The preferred embodiment of this invention is described in the context of a series of large diesel engines known as "Electro-Motive Diesels," manufactured by the Electro-Motive Division (EMD) of General Motors Corporation. It will be appreciated that the invention is not limited to improvements in EMD engines, but instead may be employed in other large diesel engines as well.

The large diesel engine systems employ a coolant system which includes typically two coolant pumps which pump coolant (typically a mixture of water and an anti-freeze solution) into the engine block. The pumps include suction inlets which receive coolant which is recirculated from the engine, having passed through a radiator(s) if necessary to cool the coolant to a desired temperature range, and which after cooling is passed through a lubrication oil cooler to cool the engine lubrication oil.

In a typical EMD engine system, a device called an aspirator is fitted in the coolant path between the oil cooler head and the pump suction inlets. The aspirator includes ports connected to a surge tank, ports which are connected to the two head outlets at the oil cooler, and two outlet ports which are connected to the suction inlets of the coolant pumps. The aspirator also includes a high pressure coolant line for recirculating coolant under pressure. The aspirator incorporates a venturi where the main flow stream of coolant is accelerated, creating a localized zone of higher velocity and lower pressure. In the vicinity of this venturi are the connection points for both the coolant surge tank and the recirculation line. The combination of the venturi and the pressurized recirculation provides a localized high velocity flow stream of coolant toward the general vicinity of the associated coolant pump suction to aid in avoidance of pump cavitation.

The invention replaces the aspirator with a simple flow tube with significantly more flow area and, thus, lower flow velocities, and incorporates high velocity "jet" nozzles immediately upstream of the pump suction which is aimed directly at the center of the pump impeller.

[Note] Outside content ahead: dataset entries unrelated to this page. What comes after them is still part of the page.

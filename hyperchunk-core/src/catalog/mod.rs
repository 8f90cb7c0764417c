//! Catalog collaborators
//!
//! The partitioning core never owns durable state. It reaches hypertable and
//! chunk metadata, the data-node registry and the tablespace registry through
//! the traits below. [`Catalog`] implements all of them, either purely in
//! memory or backed by a checksummed journal on disk.

mod journal;
mod store;

pub use journal::{CatalogChange, Journal};
pub use store::Catalog;

use crate::chunk::{Chunk, NewChunk};
use crate::hypertable::{HypertableRecord, NewHypertable};
use crate::{ChunkId, HypertableId, NodeId, Result, Tablespace};
use serde::{Deserialize, Serialize};
use std::any::Any;
use std::collections::{BTreeSet, HashMap};
use std::path::PathBuf;
use std::time::Duration;

/// Durable hypertable and chunk metadata
pub trait MetadataStore: Send + Sync {
    /// Insert a hypertable, assigning its id and chunk table prefix
    fn create_hypertable(&self, new: NewHypertable) -> Result<HypertableRecord>;

    fn hypertable(&self, id: HypertableId) -> Result<HypertableRecord>;

    fn hypertable_by_name(&self, schema: &str, table: &str) -> Result<Option<HypertableRecord>>;

    fn hypertables(&self) -> Result<Vec<HypertableRecord>>;

    /// Store a changed record; the invalidation epoch is kept as stored
    fn update_hypertable(&self, record: &HypertableRecord) -> Result<()>;

    /// Current invalidation epoch of a hypertable
    fn invalidation_epoch(&self, id: HypertableId) -> Result<u64>;

    /// Remove a hypertable and all its chunks, returning the removed chunks
    fn delete_hypertable(&self, id: HypertableId) -> Result<Vec<Chunk>>;

    /// Atomically store a changed hyperspace together with the rewritten
    /// chunks, advancing the invalidation epoch
    fn update_hyperspace(&self, record: &HypertableRecord, chunks: &[Chunk]) -> Result<()>;

    /// All chunks of a hypertable, dropped ones included
    fn scan_chunks(&self, id: HypertableId) -> Result<Vec<Chunk>>;

    fn chunk(&self, id: ChunkId) -> Result<Chunk>;

    /// Persist a new chunk, assigning its identity
    fn persist_chunk(&self, new: NewChunk) -> Result<Chunk>;

    /// Store a changed chunk; dropping a live chunk advances the
    /// hypertable's invalidation epoch
    fn update_chunk(&self, chunk: &Chunk) -> Result<()>;

    /// Block until the hypertable's creation lock is granted
    fn lock_hypertable(&self, id: HypertableId) -> Result<HypertableLock>;
}

/// Registry of data nodes for distributed hypertables
pub trait NodeRegistry: Send + Sync {
    /// Nodes currently accepting new chunks
    fn available_nodes(&self) -> Result<BTreeSet<NodeId>>;

    /// Number of live chunks of the hypertable each node holds
    fn chunk_count_per_node(&self, id: HypertableId) -> Result<HashMap<NodeId, usize>>;
}

/// Registry of tablespaces attached to hypertables
pub trait TablespaceRegistry: Send + Sync {
    /// Attached tablespaces in attachment order
    fn tablespaces_for(&self, id: HypertableId) -> Result<Vec<Tablespace>>;
}

/// Scoped hypertable lock, released when dropped
pub struct HypertableLock {
    hypertable_id: HypertableId,
    _guard: Box<dyn Any>,
}

impl HypertableLock {
    pub fn new(hypertable_id: HypertableId, guard: Box<dyn Any>) -> Self {
        Self {
            hypertable_id,
            _guard: guard,
        }
    }

    pub fn hypertable_id(&self) -> HypertableId {
        self.hypertable_id
    }
}

impl std::fmt::Debug for HypertableLock {
    fn fmt(&self, f: &mut std::fmt::Formatter<'_>) -> std::fmt::Result {
        f.debug_struct("HypertableLock")
            .field("hypertable_id", &self.hypertable_id)
            .finish()
    }
}

/// A data node known to the catalog
#[derive(Debug, Clone, PartialEq, Eq, Serialize, Deserialize)]
pub struct DataNode {
    pub name: NodeId,
    /// Whether the node accepts new chunks
    pub available: bool,
}

/// Journal sync policy
#[derive(Debug, Clone, Copy, Default)]
pub enum SyncPolicy {
    /// Sync after every change (safest, slowest)
    #[default]
    Immediate,
    /// Sync after N changes
    EveryN(usize),
    /// Never sync (OS decides)
    None,
}

/// Catalog configuration
#[derive(Debug, Clone)]
pub struct CatalogConfig {
    /// Journal directory; `None` keeps the catalog in memory
    pub dir: Option<PathBuf>,
    pub sync_policy: SyncPolicy,
    /// How long `lock_hypertable` waits before reporting a conflict
    pub lock_timeout: Duration,
}

impl Default for CatalogConfig {
    fn default() -> Self {
        Self {
            dir: None,
            sync_policy: SyncPolicy::default(),
            lock_timeout: Duration::from_millis(crate::config::LOCK_TIMEOUT_MS),
        }
    }
}

impl CatalogConfig {
    /// Durable catalog journaling into `dir`
    pub fn durable(dir: impl Into<PathBuf>) -> Self {
        Self {
            dir: Some(dir.into()),
            ..Default::default()
        }
    }
}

The recirculation jet assures avoidance of pump cavitation even with the higher overall coolant flow which is the result of the invention and which would otherwise be associated with increased likelihood of cavitation.

Testing of a "factory standard" EMD diesel engine which was experiencing both oil cooling and high radiator pressure problems revealed a single cause for both of these phenomena, a choke point at the exit of the conventional lubricant oil cooler. It was determined through a series of controlled tests that the factory standard design involved a large pressure drop, approximately 15 PSID, across the two exit ports of the conventional lubricant oil cooler. Reconfiguration of the lubricant oil cooler outlet casting from two to five exit flow ports combined with the installation of a high performance cooling manifold in accordance with the invention provides dramatic improvements in both oil cooling and radiator pressure. For example, using a 20 cylinder EMD (Model 20-645-F4B) engine, oil cooling capacity improved almost 34% (from 26 degrees F. cooling to 35 degrees F. cooling of oil at full load) and radiator pressure was reduced from approximately 25 PSIG to around 6 PSIG.

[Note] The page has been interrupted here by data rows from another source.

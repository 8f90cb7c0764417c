//! Dimension model
//!
//! A hypertable is partitioned along an ordered list of dimensions (its
//! hyperspace): exactly one open `time` dimension followed by zero or more
//! closed, hash-partitioned `space` dimensions. Each dimension turns a row's
//! column value into a coordinate and a coordinate into the slice a new chunk
//! would cover.

mod slice;

pub use slice::DimensionSlice;

use crate::chunk::SizeHint;
use crate::{DimensionId, HyperError, Result, Row, Value};
use serde::{Deserialize, Serialize};
use std::collections::HashSet;
use std::fmt;

/// Partitioning behaviour of a dimension
#[derive(Debug, Clone, Copy, PartialEq, Eq, Serialize, Deserialize)]
#[serde(rename_all = "snake_case")]
pub enum DimensionKind {
    /// Open dimension sliced into fixed-width intervals
    Time { interval_length: i64 },
    /// Closed dimension with a fixed number of hash partitions
    Space { num_slices: u16 },
}

impl DimensionKind {
    pub fn is_time(&self) -> bool {
        matches!(self, DimensionKind::Time { .. })
    }
}

/// Requested dimension, before it is attached to a hypertable
#[derive(Debug, Clone, PartialEq, Eq, Serialize, Deserialize)]
pub struct DimensionSpec {
    pub column: String,
    pub kind: DimensionKind,
}

impl DimensionSpec {
    pub fn time(column: impl Into<String>, interval_length: i64) -> Self {
        Self {
            column: column.into(),
            kind: DimensionKind::Time { interval_length },
        }
    }

    pub fn space(column: impl Into<String>, num_slices: u16) -> Self {
        Self {
            column: column.into(),
            kind: DimensionKind::Space { num_slices },
        }
    }

    /// Check column name and partitioning parameters
    pub fn validate(&self) -> Result<()> {
        if self.column.trim().is_empty() {
            return Err(HyperError::Validation("dimension column name is empty".into()));
        }
        match self.kind {
            DimensionKind::Time { interval_length } if interval_length <= 0 => {
                Err(HyperError::Validation(format!(
                    "invalid interval {} for time dimension \"{}\": must be positive",
                    interval_length, self.column
                )))
            }
            DimensionKind::Space { num_slices }
                if num_slices == 0 || num_slices as i64 > i16::MAX as i64 =>
            {
                Err(HyperError::Validation(format!(
                    "invalid number of partitions {} for space dimension \"{}\": must be between 1 and {}",
                    num_slices,
                    self.column,
                    i16::MAX
                )))
            }
            _ => Ok(()),
        }
    }
}

/// A partitioning dimension attached to a hypertable
#[derive(Debug, Clone, PartialEq, Eq, Serialize, Deserialize)]
pub struct Dimension {
    pub id: DimensionId,
    pub column: String,
    pub kind: DimensionKind,
}

impl Dimension {
    pub fn from_spec(id: DimensionId, spec: DimensionSpec) -> Self {
        Self {
            id,
            column: spec.column,
            kind: spec.kind,
        }
    }

    pub fn is_time(&self) -> bool {
        self.kind.is_time()
    }

    /// Configured interval of a time dimension
    pub fn interval_length(&self) -> Option<i64> {
        match self.kind {
            DimensionKind::Time { interval_length } => Some(interval_length),
            DimensionKind::Space { .. } => None,
        }
    }

    /// Convert the row's value for this dimension into a coordinate
    pub fn extract(&self, row: &Row) -> Result<i64> {
        let value = row.get(&self.column).unwrap_or(&Value::Null);
        match self.kind {
            DimensionKind::Time { .. } => {
                if value.is_null() {
                    return Err(HyperError::Validation(format!(
                        "NULL value in time column \"{}\"",
                        self.column
                    )));
                }
                let coordinate = value.as_time().ok_or_else(|| {
                    HyperError::Validation(format!(
                        "value {:?} of column \"{}\" cannot be used as time",
                        value, self.column
                    ))
                })?;
                if coordinate == DimensionSlice::MAX_VALUE {
                    return Err(HyperError::Validation(format!(
                        "time value of column \"{}\" is out of range",
                        self.column
                    )));
                }
                Ok(coordinate)
            }
            DimensionKind::Space { num_slices } => Ok(partition_index(value, num_slices)),
        }
    }

    /// Compute the slice a new chunk holding `coordinate` covers on this dimension.
    ///
    /// Time slices snap to a grid of `hint.interval_length`-wide intervals
    /// anchored at zero; space slices are the unit range of the partition.
    pub fn slice_for_value(&self, coordinate: i64, hint: &SizeHint) -> Result<DimensionSlice> {
        match self.kind {
            DimensionKind::Time { .. } => {
                // No half-open slice can hold the exclusive upper bound
                if coordinate == DimensionSlice::MAX_VALUE {
                    return Err(HyperError::Validation(format!(
                        "time coordinate {} of dimension \"{}\" is out of range",
                        coordinate, self.column
                    )));
                }
                let width = hint.interval_length;
                if width <= 0 {
                    return Err(HyperError::Validation(format!(
                        "chunk interval {} for dimension \"{}\" must be positive",
                        width, self.column
                    )));
                }
                let range_start = coordinate
                    .div_euclid(width)
                    .checked_mul(width)
                    .unwrap_or(DimensionSlice::MIN_VALUE);
                let range_end = range_start.saturating_add(width);
                Ok(DimensionSlice::new(range_start, range_end))
            }
            DimensionKind::Space { num_slices } => {
                if coordinate < 0 || coordinate >= num_slices as i64 {
                    return Err(HyperError::Validation(format!(
                        "partition {} out of range for dimension \"{}\" with {} partitions",
                        coordinate, self.column, num_slices
                    )));
                }
                Ok(DimensionSlice::unit(coordinate))
            }
        }
    }

    pub fn contains(&self, slice: &DimensionSlice, coordinate: i64) -> bool {
        slice.contains(coordinate)
    }
}

/// Hash a value into one of `num_slices` partitions
pub fn partition_index(value: &Value, num_slices: u16) -> i64 {
    let hash = crc32fast::hash(&value.canonical_bytes());
    (hash % num_slices.max(1) as u32) as i64
}

/// Ordered dimensions of a hypertable
#[derive(Debug, Clone, PartialEq, Eq, Serialize, Deserialize)]
pub struct Hyperspace {
    pub dimensions: Vec<Dimension>,
}

impl Hyperspace {
    /// Build and validate a hyperspace from dimension specs
    pub fn new(specs: Vec<DimensionSpec>) -> Result<Self> {
        let Some(first) = specs.first() else {
            return Err(HyperError::Validation(
                "a hypertable needs at least one dimension".into(),
            ));
        };
        if !first.kind.is_time() {
            return Err(HyperError::Validation(
                "the first dimension must be a time dimension".into(),
            ));
        }

        let mut space = Self { dimensions: Vec::with_capacity(specs.len()) };
        let mut specs = specs.into_iter();
        if let Some(time) = specs.next() {
            time.validate()?;
            space.dimensions.push(Dimension::from_spec(DimensionId(1), time));
        }
        for spec in specs {
            space.add(spec)?;
        }
        Ok(space)
    }

    /// Append a space dimension, returning the attached dimension
    pub fn add(&mut self, spec: DimensionSpec) -> Result<&Dimension> {
        spec.validate()?;
        if spec.kind.is_time() {
            return Err(HyperError::Validation(format!(
                "cannot add time dimension \"{}\": a hypertable has exactly one time dimension",
                spec.column
            )));
        }
        if self.dimension_by_column(&spec.column).is_some() {
            return Err(HyperError::Validation(format!(
                "column \"{}\" is already a dimension",
                spec.column
            )));
        }
        let id = DimensionId(self.dimensions.len() as u32 + 1);
        self.dimensions.push(Dimension::from_spec(id, spec));
        Ok(&self.dimensions[self.dimensions.len() - 1])
    }

    pub fn num_dimensions(&self) -> usize {
        self.dimensions.len()
    }

    pub fn time_dimension(&self) -> &Dimension {
        // Construction guarantees a leading time dimension
        &self.dimensions[0]
    }

    pub fn time_dimension_mut(&mut self) -> &mut Dimension {
        &mut self.dimensions[0]
    }

    pub fn dimension_by_column(&self, column: &str) -> Option<&Dimension> {
        self.dimensions.iter().find(|d| d.column == column)
    }

    pub fn iter(&self) -> impl Iterator<Item = &Dimension> {
        self.dimensions.iter()
    }

    /// Compute a row's coordinates in dimension order
    pub fn compute_point(&self, row: &Row) -> Result<Point> {
        let coordinates = self
            .dimensions
            .iter()
            .map(|d| d.extract(row))
            .collect::<Result<Vec<_>>>()?;
        Ok(Point::new(coordinates))
    }

    /// Columns are unique by construction; recheck after deserialization
    pub fn check_columns_unique(&self) -> Result<()> {
        let mut seen = HashSet::new();
        for dim in &self.dimensions {
            if !seen.insert(dim.column.as_str()) {
                return Err(HyperError::Corruption(format!(
                    "duplicate dimension column \"{}\"",
                    dim.column
                )));
            }
        }
        Ok(())
    }
}

/// A row's coordinates, one per dimension
#[derive(Debug, Clone, PartialEq, Eq, Hash, Serialize, Deserialize)]
pub struct Point {
    pub coordinates: Vec<i64>,
}

impl Point {
    pub fn new(coordinates: Vec<i64>) -> Self {
        Self { coordinates }
    }

    pub fn len(&self) -> usize {
        self.coordinates.len()
    }

    pub fn is_empty(&self) -> bool {
        self.coordinates.is_empty()
    }

    pub fn coordinate(&self, index: usize) -> Option<i64> {
        self.coordinates.get(index).copied()
    }
}

impl fmt::Display for Point {
    fn fmt(&self, f: &mut fmt::Formatter<'_>) -> fmt::Result {
        write!(f, "(")?;
        for (i, c) in self.coordinates.iter().enumerate() {
            if i > 0 {
                write!(f, ", ")?;
            }
            write!(f, "{}", c)?;
        }
        write!(f, ")")
    }
}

FIG. 1 illustrates an EMD-type large diesel engine system 50, comprising an EMD engine 52, and two engine coolant pumps 54 and 56. A lubricant oil cooler 60 is connected to the pumps 54 and 56 through a coolant manifold assembly 70, in accordance with this invention. The coolant manifold assembly 70 includes connections to a conventional surge tank 62. Coolant is recirculated from the engine 52 via a pipe 66 to a mixing valve 64, which directs the coolant from the engine either into the oil cooler 60, if the temperature of the coolant is sufficiently low, or to a radiator (not shown) to be cooled. The coolant passed through the radiator is returned to the oil cooler 60, to cool the engine lubrication oil.

FIG. 2 is a close-up view of the area shown in the phantom circle of FIG. 1, showing the connection of the manifold 70 to the surge tank 62 via pipe 68, to the oil cooler head 60A, and to coolant pumps via pipes 58.

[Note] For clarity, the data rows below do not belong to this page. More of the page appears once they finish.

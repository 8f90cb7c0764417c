//! Chunks and chunk routing
//!
//! A chunk is the physical partition holding every row whose point falls
//! inside its hypercube. Chunks are owned by the metadata store; the rest of
//! the system holds them as shared, immutable snapshots.

mod router;
mod sizing;

pub use router::ChunkRouter;
pub use sizing::{ConfiguredInterval, SizeHint, TargetSizeEstimator};

use crate::hypercube::Hypercube;
use crate::{ChunkId, HypertableId, NodeId, Tablespace};
use serde::{Deserialize, Serialize};

/// A persisted chunk
#[derive(Debug, Clone, PartialEq, Eq, Serialize, Deserialize)]
pub struct Chunk {
    pub id: ChunkId,
    pub hypertable_id: HypertableId,
    /// Schema of the chunk's relation
    pub schema_name: String,
    /// Name of the chunk's relation
    pub table_name: String,
    pub hypercube: Hypercube,
    /// `None` means the default tablespace
    pub tablespace: Option<Tablespace>,
    /// Data nodes holding replicas, empty unless distributed
    pub data_nodes: Vec<NodeId>,
    pub dropped: bool,
}

impl Chunk {
    /// Fully qualified relation name
    pub fn relation_name(&self) -> String {
        format!("{}.{}", self.schema_name, self.table_name)
    }

    pub fn is_live(&self) -> bool {
        !self.dropped
    }
}

/// A chunk that has been computed but not yet persisted
#[derive(Debug, Clone, PartialEq, Eq)]
pub struct NewChunk {
    pub hypertable_id: HypertableId,
    pub hypercube: Hypercube,
    pub tablespace: Option<Tablespace>,
    /// Tablespace round-robin offset to store together with the chunk
    pub next_tablespace_offset: Option<u64>,
    pub data_nodes: Vec<NodeId>,
}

Referring to FIG. 3, a top view of the main manifold assembly 70, the manifold outlet flanges 1A and 1B connect to adjustable suction coupling pipes 58 of the diesel engine coolant pumps 54, 56 when the manifold assembly 70 is installed in the engine system 50. These outlet flanges 1A and 1B are welded to pipes 2A and 2B respectively to form a flanged pipe connection. The pipe 2A and 2B have a nominal four inch inner diameter dimension.

Items 3A and 3B are small internally threaded couplings welded to drilled penetrations which are used for connection of test instrumentation as desired or plugged with pipe plugs. End plates 4A and 4B of the main manifold assembly 70 combine with body 10 to form the flow transition piece of the manifold assembly.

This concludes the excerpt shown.